DATA RECORDS –
//! Boot banner demo: drive a console over an in-memory device grid and
//! preview it on the host terminal.
//!
//! The 25x80 "device" here is an ordinary array; on real hardware it
//! would be the mapped display region and the presentation step would
//! not exist.

use palimpsest::{present, Arg, Cell, Color, Console, OutputBuffer, SliceGrid, TermSession};
use std::io;
use std::thread;
use std::time::Duration;

const COLUMNS: usize = 80;
const WINDOW: usize = 25;
const RING: usize = 2 * WINDOW;

fn main() -> io::Result<()> {
    let mut device = vec![Cell::NULL; WINDOW * COLUMNS];
    let mut arena = vec![Cell::NULL; RING * COLUMNS];

    let session = TermSession::begin()?;
    let grid = SliceGrid::new(&mut device, COLUMNS, WINDOW);
    let mut console = Console::new(&mut arena, RING, grid);
    let mut out = OutputBuffer::new();
    let mut stdout = io::stdout();

    console.set_color(Color::White, Color::Blue);
    console.put_str("  palimpsest  \n");
    console.set_color(Color::LightGrey, Color::Black);
    console.put_str("console up; watch the window fill, then scroll\n");
    present(console.grid(), &mut out, &mut stdout)?;
    thread::sleep(Duration::from_millis(900));

    for line in 0..60u32 {
        if line % 10 == 0 {
            console.set_color(Color::LightBrown, Color::Black);
        } else {
            console.set_color(Color::LightGrey, Color::Black);
        }
        console.printf("line %d of 60 (hex %x)\n", &[Arg::from(line), Arg::from(line)]);
        present(console.grid(), &mut out, &mut stdout)?;
        thread::sleep(Duration::from_millis(60));
    }

    console.set_color(Color::LightGreen, Color::Black);
    console.put_str("done.\n");
    present(console.grid(), &mut out, &mut stdout)?;
    thread::sleep(Duration::from_millis(1500));

    drop(session);
    Ok(())
}
//! Terminal session guard: raw mode + alternate screen, restored on drop.

use crossterm::{
    cursor, execute,
    terminal::{self, EnterAlternateScreen, LeaveAlternateScreen},
};
use std::io;

/// An RAII guard for presenting grids on the developer's terminal.
///
/// Construction switches the terminal to raw mode on the alternate
/// screen with the cursor hidden; dropping the guard restores the
/// previous state even on early return.
pub struct TermSession {
    _private: (),
}

impl TermSession {
    /// Enter raw mode on the alternate screen.
    ///
    /// # Errors
    ///
    /// Returns an error if the terminal refuses either switch.
    pub fn begin() -> io::Result<Self> {
        terminal::enable_raw_mode()?;
        let mut stdout = io::stdout();
        execute!(stdout, EnterAlternateScreen, cursor::Hide)?;
        Ok(Self { _private: () })
    }
}

impl Drop for TermSession {
    fn drop(&mut self) {
        // Restore terminal state; nothing useful to do on failure here.
        let mut stdout = io::stdout();
        let _ = execute!(stdout, cursor::Show, LeaveAlternateScreen);
        let _ = terminal::disable_raw_mode();
    }
}
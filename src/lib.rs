//! # Palimpsest
//!
//! A circular scrollback console for memory-mapped text-mode displays.
//!
//! Palimpsest renders a stream of characters onto a fixed-size character
//! display, with line wrapping, automatic scrolling over a
//! larger-than-visible backing ring, and a bounded formatter to feed it.
//! Nothing on the write path allocates: all storage is fixed-capacity,
//! sized at initialization.
//!
//! ## Core Concepts
//!
//! - **Packed cells**: glyph + color attribute in one 16-bit device word
//! - **Backing ring**: a character grid taller than the display, indexed
//!   circularly by row
//! - **Window**: the contiguous subset of ring rows a sink copies to the
//!   device; it grows until full, then scrolls
//! - **Bounded formatting**: best-effort, truncating, never failing
//!
//! ## Example
//!
//! ```rust,ignore
//! use palimpsest::{Arg, Cell, Console, SliceGrid};
//!
//! // A 25x80 device region and a 50-row backing ring.
//! let mut device = [Cell::NULL; 25 * 80];
//! let mut arena = [Cell::NULL; 50 * 80];
//!
//! let grid = SliceGrid::new(&mut device, 80, 25);
//! let mut console = Console::new(&mut arena, 50, grid);
//! console.printf("booting, %d modules\n", &[Arg::from(3u32)]);
//! ```

#![warn(missing_docs)]
#![warn(clippy::pedantic)]
#![warn(clippy::nursery)]
#![allow(clippy::module_name_repetitions)]
#![allow(clippy::must_use_candidate)]

pub mod buffer;
pub mod console;
pub mod fmt;
pub mod sink;
pub mod terminal;

// Re-exports for convenience
pub use buffer::{Attr, Cell, Color, ScrollBuffer};
pub use console::{Console, PRINTF_CAPACITY};
pub use fmt::{format_into, Arg};
pub use sink::{clear, fill, refresh, DeviceGrid, MmioGrid, SliceGrid};
pub use terminal::{present, OutputBuffer, TermSession};
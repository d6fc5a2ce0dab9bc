//! Cell benchmark: Measure codec pack/unpack performance.
//!
//! Target: < 1ns per pack

use criterion::{black_box, criterion_group, criterion_main, Criterion};
use palimpsest::{Attr, Cell, Color};

fn attr_pack(c: &mut Criterion) {
    c.bench_function("attr_pack", |b| {
        b.iter(|| Attr::new(black_box(Color::LightGrey), black_box(Color::Black)))
    });
}

fn cell_pack(c: &mut Criterion) {
    let attr = Attr::new(Color::LightGrey, Color::Black);
    c.bench_function("cell_pack", |b| {
        b.iter(|| Cell::new(black_box(b'A'), black_box(attr)))
    });
}

fn cell_unpack(c: &mut Criterion) {
    let cell = Cell::new(b'A', Attr::new(Color::White, Color::Blue));
    c.bench_function("cell_unpack_glyph", |b| b.iter(|| black_box(cell).glyph()));
    c.bench_function("cell_unpack_attr", |b| b.iter(|| black_box(cell).attr()));
}

fn color_decode(c: &mut Criterion) {
    c.bench_function("color_from_nibble", |b| {
        b.iter(|| Color::from_nibble(black_box(0x0B)))
    });
}

criterion_group!(benches, attr_pack, cell_pack, cell_unpack, color_decode);
criterion_main!(benches);
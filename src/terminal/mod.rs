//! Host terminal presentation: preview a device grid on a developer
//! terminal.
//!
//! None of this is needed on real hardware — the device grid there *is*
//! the display. On a host, [`present`] renders a [`SliceGrid`]-backed
//! region with the 16-color ANSI palette so console output can be
//! inspected without a machine to boot.

mod output;
mod session;

pub use output::OutputBuffer;
pub use session::TermSession;

use crate::buffer::Attr;
use crate::sink::{DeviceGrid, SliceGrid};
use std::io::{self, Write};

/// Render the whole grid into `out` and flush it to `writer` in one
/// syscall.
///
/// Attribute changes are emitted only when a cell's attribute differs
/// from its predecessor's, so a grid in a single color costs one SGR
/// sequence per frame.
///
/// # Errors
///
/// Returns an error if the flush to `writer` fails.
pub fn present<W: Write>(
    grid: &SliceGrid<'_>,
    out: &mut OutputBuffer,
    writer: &mut W,
) -> io::Result<()> {
    out.clear();
    out.cursor_hide();
    let mut last_attr: Option<Attr> = None;
    for y in 0..grid.rows() {
        #[allow(clippy::cast_possible_truncation)]
        out.cursor_move(0, y as u16);
        for x in 0..grid.columns() {
            let cell = grid.get(x, y);
            if last_attr != Some(cell.attr()) {
                out.set_attr(cell.attr());
                last_attr = Some(cell.attr());
            }
            out.push_cell(cell);
        }
    }
    out.reset_attrs();
    out.flush_to(writer)
}

#[cfg(test)]
mod tests {
    use super::*;
    use crate::buffer::{Cell, Color};

    #[test]
    fn test_present_emits_attr_runs() {
        let mut region = vec![Cell::BLANK; 4 * 2];
        region[0] = Cell::new(b'a', Attr::new(Color::White, Color::Black));
        region[1] = Cell::new(b'b', Attr::new(Color::White, Color::Black));
        let grid = SliceGrid::new(&mut region, 4, 2);

        let mut out = OutputBuffer::new();
        let mut sink = Vec::new();
        present(&grid, &mut out, &mut sink).unwrap();

        let text = String::from_utf8(sink).unwrap();
        // One SGR for the white run, one for the default-attr remainder.
        assert_eq!(text.matches("\x1b[97;40m").count(), 1);
        assert_eq!(text.matches("\x1b[37;40m").count(), 1);
        assert!(text.contains("ab"));
        assert!(text.ends_with("\x1b[0m"));
    }

    #[test]
    fn test_present_is_repeatable() {
        let mut region = vec![Cell::BLANK; 4 * 2];
        let grid = SliceGrid::new(&mut region, 4, 2);
        let mut out = OutputBuffer::new();

        let mut first = Vec::new();
        present(&grid, &mut out, &mut first).unwrap();
        let mut second = Vec::new();
        present(&grid, &mut out, &mut second).unwrap();
        assert_eq!(first, second);
    }
}
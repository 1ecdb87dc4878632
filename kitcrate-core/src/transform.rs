//! Local transforms for scene nodes

use nalgebra::{Matrix4, Point3, Rotation3, Vector3};
use serde::{Deserialize, Serialize};

/// Translation plus an XYZ-ordered Euler rotation
///
/// The composed matrix is `T * Rx * Ry * Rz`, so a node rotates about its own
/// origin before being placed in its parent.
#[derive(Debug, Clone, Copy, PartialEq, Serialize, Deserialize)]
pub struct Transform3D {
    pub position: Vector3<f32>,
    /// Euler angles in radians
    pub rotation: Vector3<f32>,
}

impl Transform3D {
    /// Create an identity transformation
    pub fn identity() -> Self {
        Self {
            position: Vector3::zeros(),
            rotation: Vector3::zeros(),
        }
    }

    /// Create a translation transformation
    pub fn translation(x: f32, y: f32, z: f32) -> Self {
        Self {
            position: Vector3::new(x, y, z),
            rotation: Vector3::zeros(),
        }
    }

    /// Builder-style rotation about the local Z axis
    pub fn with_rotation_z(mut self, angle: f32) -> Self {
        self.rotation.z = angle;
        self
    }

    /// Set the X and Y Euler angles, leaving Z untouched
    pub fn set_rotation_xy(&mut self, x: f32, y: f32) {
        self.rotation.x = x;
        self.rotation.y = y;
    }

    /// Homogeneous matrix for this transform
    pub fn matrix(&self) -> Matrix4<f32> {
        let rx = Rotation3::from_axis_angle(&Vector3::x_axis(), self.rotation.x);
        let ry = Rotation3::from_axis_angle(&Vector3::y_axis(), self.rotation.y);
        let rz = Rotation3::from_axis_angle(&Vector3::z_axis(), self.rotation.z);
        let rotation = (rx * ry * rz).to_homogeneous();
        Matrix4::new_translation(&self.position) * rotation
    }

    /// Apply the transformation to a point
    pub fn transform_point(&self, point: &Point3<f32>) -> Point3<f32> {
        self.matrix().transform_point(point)
    }
}

impl Default for Transform3D {
    fn default() -> Self {
        Self::identity()
    }
}

#[cfg(test)]
mod tests {
    use super::*;
    use approx::assert_relative_eq;
    use std::f32::consts::FRAC_PI_2;

    #[test]
    fn test_identity_matrix() {
        assert_eq!(Transform3D::identity().matrix(), Matrix4::identity());
    }

    #[test]
    fn test_rotate_then_translate() {
        let t = Transform3D::translation(1.0, 2.0, 0.0).with_rotation_z(FRAC_PI_2);
        let p = t.transform_point(&Point3::new(1.0, 0.0, 0.0));
        assert_relative_eq!(p.x, 1.0, epsilon = 1e-6);
        assert_relative_eq!(p.y, 3.0, epsilon = 1e-6);
        assert_relative_eq!(p.z, 0.0, epsilon = 1e-6);
    }

    #[test]
    fn test_xy_rotation_keeps_z() {
        let mut t = Transform3D::identity().with_rotation_z(0.5);
        t.set_rotation_xy(0.1, 0.2);
        assert_eq!(t.rotation, Vector3::new(0.1, 0.2, 0.5));
    }
}
//! The shared configuration both previews render, and the logo it points at

use std::sync::Arc;

use image::RgbaImage;
use kitcrate_core::{next_color_option, ConfigUpdate, GarmentConfig, PRESETS};
use kitcrate_texture::{LogoPoll, PendingLogo};
use tracing::{info, warn};

/// Keyboard-driven edits
#[derive(Debug, Clone, Copy, PartialEq, Eq)]
pub enum Command {
    /// Cycle the primary color through the swatches
    NextColor,
    NextPattern,
    /// Apply the preset at this index in [`PRESETS`]
    Preset(usize),
}

/// Current configuration plus the decoded logo
///
/// A new logo path starts a background load; the previous image stays in
/// use until [`poll_logo`](Customizer::poll_logo) sees the replacement.
#[derive(Debug)]
pub struct Customizer {
    config: GarmentConfig,
    logo: Option<Arc<RgbaImage>>,
    pending: Option<PendingLogo>,
}

impl Customizer {
    pub fn new(config: GarmentConfig) -> Self {
        let mut customizer = Self {
            config,
            logo: None,
            pending: None,
        };
        customizer.request_logo();
        customizer
    }

    pub fn config(&self) -> &GarmentConfig {
        &self.config
    }

    /// The most recently loaded logo
    pub fn logo(&self) -> Option<&RgbaImage> {
        self.logo.as_deref()
    }

    pub fn is_logo_pending(&self) -> bool {
        self.pending.is_some()
    }

    fn request_logo(&mut self) {
        match &self.config.logo {
            Some(source) => self.pending = Some(PendingLogo::spawn(source.clone())),
            None => {
                self.pending = None;
                self.logo = None;
            }
        }
    }

    /// Merge `update`; returns whether the previews need new textures
    pub fn apply(&mut self, update: ConfigUpdate) -> bool {
        let logo_changed = update.logo.as_ref().is_some_and(|logo| *logo != self.config.logo);
        let changed = self.config.apply(update);
        if logo_changed {
            self.request_logo();
        }
        changed
    }

    pub fn execute(&mut self, command: Command) -> bool {
        match command {
            Command::NextColor => {
                let option = next_color_option(self.config.primary_color);
                info!("Primary color: {} ({})", option.name, option.value);
                self.apply(ConfigUpdate::primary_color(option.value))
            }
            Command::NextPattern => {
                let pattern = self.config.pattern.next();
                info!("Pattern: {}", pattern);
                self.apply(ConfigUpdate::pattern(pattern))
            }
            Command::Preset(index) => match PRESETS.get(index) {
                Some(preset) => {
                    let before = self.config.clone();
                    preset.apply_to(&mut self.config);
                    info!("Preset: {}", preset.name);
                    self.config != before
                }
                None => {
                    warn!("No preset at index {}", index);
                    false
                }
            },
        }
    }

    /// Pick up a finished logo load; returns whether the logo changed
    pub fn poll_logo(&mut self) -> bool {
        let Some(pending) = self.pending.as_mut() else {
            return false;
        };
        match pending.poll() {
            LogoPoll::Pending => false,
            LogoPoll::Ready(image) => {
                info!("Logo {} loaded", pending.source());
                self.logo = Some(image);
                self.pending = None;
                true
            }
            LogoPoll::Failed => {
                self.pending = None;
                false
            }
        }
    }
}

impl Default for Customizer {
    fn default() -> Self {
        Self::new(GarmentConfig::default())
    }
}

#[cfg(test)]
mod tests {
    use super::*;
    use kitcrate_core::{PatternVariant, Rgb};
    use std::time::{Duration, Instant};

    fn settle(customizer: &mut Customizer) -> bool {
        let deadline = Instant::now() + Duration::from_secs(10);
        while customizer.is_logo_pending() && Instant::now() < deadline {
            if customizer.poll_logo() {
                return true;
            }
            std::thread::sleep(Duration::from_millis(5));
        }
        false
    }

    #[test]
    fn test_commands() {
        let mut customizer = Customizer::default();
        assert!(customizer.execute(Command::NextColor));
        // #1f2937 is the last swatch, so cycling wraps to red
        assert_eq!(customizer.config().primary_color, Rgb::from_u32(0xdc2626));

        assert!(customizer.execute(Command::NextPattern));
        assert_eq!(customizer.config().pattern, PatternVariant::Stripes);

        assert!(customizer.execute(Command::Preset(3)));
        assert_eq!(customizer.config().primary_color, Rgb::from_u32(0x2563eb));
        assert_eq!(customizer.config().secondary_color, Rgb::from_u32(0xdc2626));
        assert_eq!(customizer.config().pattern, PatternVariant::Plain);
        assert!(!customizer.execute(Command::Preset(3)));
        assert!(!customizer.execute(Command::Preset(9)));
    }

    #[test]
    fn test_unchanged_update_reports_false() {
        let mut customizer = Customizer::default();
        assert!(!customizer.apply(ConfigUpdate::pattern(PatternVariant::Plain)));
        assert!(!customizer.is_logo_pending());
    }

    #[test]
    fn test_logo_lifecycle() {
        let path = std::env::temp_dir().join(format!("kitcrate-customizer-logo-{}.png", std::process::id()));
        RgbaImage::new(8, 8).save(&path).unwrap();

        let mut customizer = Customizer::default();
        let update = ConfigUpdate {
            logo: Some(Some(path.to_string_lossy().into_owned())),
            ..Default::default()
        };
        assert!(customizer.apply(update));
        assert!(customizer.is_logo_pending());
        assert!(settle(&mut customizer));
        assert_eq!(customizer.logo().unwrap().dimensions(), (8, 8));

        // A broken path keeps the last good logo
        let broken = ConfigUpdate {
            logo: Some(Some("/nonexistent/logo.png".to_string())),
            ..Default::default()
        };
        customizer.apply(broken);
        assert!(!settle(&mut customizer));
        assert!(customizer.logo().is_some());

        let cleared = ConfigUpdate {
            logo: Some(None),
            ..Default::default()
        };
        assert!(customizer.apply(cleared));
        assert!(customizer.logo().is_none());
        let _ = std::fs::remove_file(path);
    }
}
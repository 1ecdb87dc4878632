//! GPU device management

use std::sync::Arc;

use kitcrate_core::{Error, Result};
use tracing::info;
use wgpu::util::DeviceExt;
use winit::window::Window;

/// GPU context for one window's rendering
pub struct GpuContext {
    pub instance: wgpu::Instance,
    pub adapter: wgpu::Adapter,
    pub device: wgpu::Device,
    pub queue: wgpu::Queue,
}

impl GpuContext {
    /// Create a context and a surface for `window`
    pub async fn for_window(window: Arc<Window>) -> Result<(Self, wgpu::Surface<'static>)> {
        let instance = wgpu::Instance::new(wgpu::InstanceDescriptor {
            backends: wgpu::Backends::all(),
            flags: wgpu::InstanceFlags::default(),
            ..Default::default()
        });

        let surface = instance
            .create_surface(window)
            .map_err(|e| Error::Gpu(format!("Failed to create surface: {}", e)))?;

        let adapter = instance
            .request_adapter(&wgpu::RequestAdapterOptions {
                power_preference: wgpu::PowerPreference::HighPerformance,
                compatible_surface: Some(&surface),
                force_fallback_adapter: false,
            })
            .await
            .ok_or_else(|| Error::Gpu("Failed to find suitable adapter".to_string()))?;

        let (device, queue) = adapter
            .request_device(
                &wgpu::DeviceDescriptor {
                    label: Some("kitcrate GPU Device"),
                    required_features: wgpu::Features::empty(),
                    required_limits: wgpu::Limits::default().using_resolution(adapter.limits()),
                },
                None,
            )
            .await
            .map_err(|e| Error::Gpu(format!("Failed to create device: {}", e)))?;

        info!("Using GPU adapter {}", adapter.get_info().name);

        Ok((
            Self {
                instance,
                adapter,
                device,
                queue,
            },
            surface,
        ))
    }

    /// Create a buffer from data
    pub fn create_buffer_init<T: bytemuck::Pod>(&self, label: &str, data: &[T], usage: wgpu::BufferUsages) -> wgpu::Buffer {
        self.device.create_buffer_init(&wgpu::util::BufferInitDescriptor {
            label: Some(label),
            contents: bytemuck::cast_slice(data),
            usage,
        })
    }

    /// Create a shader module from WGSL source
    pub fn create_shader_module(&self, label: &str, source: &str) -> wgpu::ShaderModule {
        self.device.create_shader_module(wgpu::ShaderModuleDescriptor {
            label: Some(label),
            source: wgpu::ShaderSource::Wgsl(source.into()),
        })
    }

    /// Create a bind group layout
    pub fn create_bind_group_layout(&self, label: &str, entries: &[wgpu::BindGroupLayoutEntry]) -> wgpu::BindGroupLayout {
        self.device.create_bind_group_layout(&wgpu::BindGroupLayoutDescriptor {
            label: Some(label),
            entries,
        })
    }

    /// Create a bind group
    pub fn create_bind_group(&self, label: &str, layout: &wgpu::BindGroupLayout, entries: &[wgpu::BindGroupEntry]) -> wgpu::BindGroup {
        self.device.create_bind_group(&wgpu::BindGroupDescriptor {
            label: Some(label),
            layout,
            entries,
        })
    }

    /// Create a single-sampled or multisampled 2D render target
    pub fn create_render_target(
        &self,
        label: &str,
        width: u32,
        height: u32,
        format: wgpu::TextureFormat,
        sample_count: u32,
        usage: wgpu::TextureUsages,
    ) -> (wgpu::Texture, wgpu::TextureView) {
        let texture = self.device.create_texture(&wgpu::TextureDescriptor {
            label: Some(label),
            size: wgpu::Extent3d {
                width: width.max(1),
                height: height.max(1),
                depth_or_array_layers: 1,
            },
            mip_level_count: 1,
            sample_count,
            dimension: wgpu::TextureDimension::D2,
            format,
            usage,
            view_formats: &[],
        });
        let view = texture.create_view(&wgpu::TextureViewDescriptor::default());
        (texture, view)
    }
}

TASK REQUIREMENTS – Would you retype the lines above from the one with "on early return." down to the one with "#![warn(clippy::nursery)]", word for word, both ends included and no other lines?

SOLUTION TO THIS EXERCISE –
/// previous state even on early return.
pub struct TermSession {
    _private: (),
}

impl TermSession {
    /// Enter raw mode on the alternate screen.
    ///
    /// # Errors
    ///
    /// Returns an error if the terminal refuses either switch.
    pub fn begin() -> io::Result<Self> {
        terminal::enable_raw_mode()?;
        let mut stdout = io::stdout();
        execute!(stdout, EnterAlternateScreen, cursor::Hide)?;
        Ok(Self { _private: () })
    }
}

impl Drop for TermSession {
    fn drop(&mut self) {
        // Restore terminal state; nothing useful to do on failure here.
        let mut stdout = io::stdout();
        let _ = execute!(stdout, cursor::Show, LeaveAlternateScreen);
        let _ = terminal::disable_raw_mode();
    }
}
filename src/lib.rs
//! # Palimpsest
//!
//! A circular scrollback console for memory-mapped text-mode displays.
//!
//! Palimpsest renders a stream of characters onto a fixed-size character
//! display, with line wrapping, automatic scrolling over a
//! larger-than-visible backing ring, and a bounded formatter to feed it.
//! Nothing on the write path allocates: all storage is fixed-capacity,
//! sized at initialization.
//!
//! ## Core Concepts
//!
//! - **Packed cells**: glyph + color attribute in one 16-bit device word
//! - **Backing ring**: a character grid taller than the display, indexed
//!   circularly by row
//! - **Window**: the contiguous subset of ring rows a sink copies to the
//!   device; it grows until full, then scrolls
//! - **Bounded formatting**: best-effort, truncating, never failing
//!
//! ## Example
//!
//! ```rust,ignore
//! use palimpsest::{Arg, Cell, Console, SliceGrid};
//!
//! // A 25x80 device region and a 50-row backing ring.
//! let mut device = [Cell::NULL; 25 * 80];
//! let mut arena = [Cell::NULL; 50 * 80];
//!
//! let grid = SliceGrid::new(&mut device, 80, 25);
//! let mut console = Console::new(&mut arena, 50, grid);
//! console.printf("booting, %d modules\n", &[Arg::from(3u32)]);
//! ```

#![warn(missing_docs)]
#![warn(clippy::pedantic)]
#![warn(clippy::nursery)]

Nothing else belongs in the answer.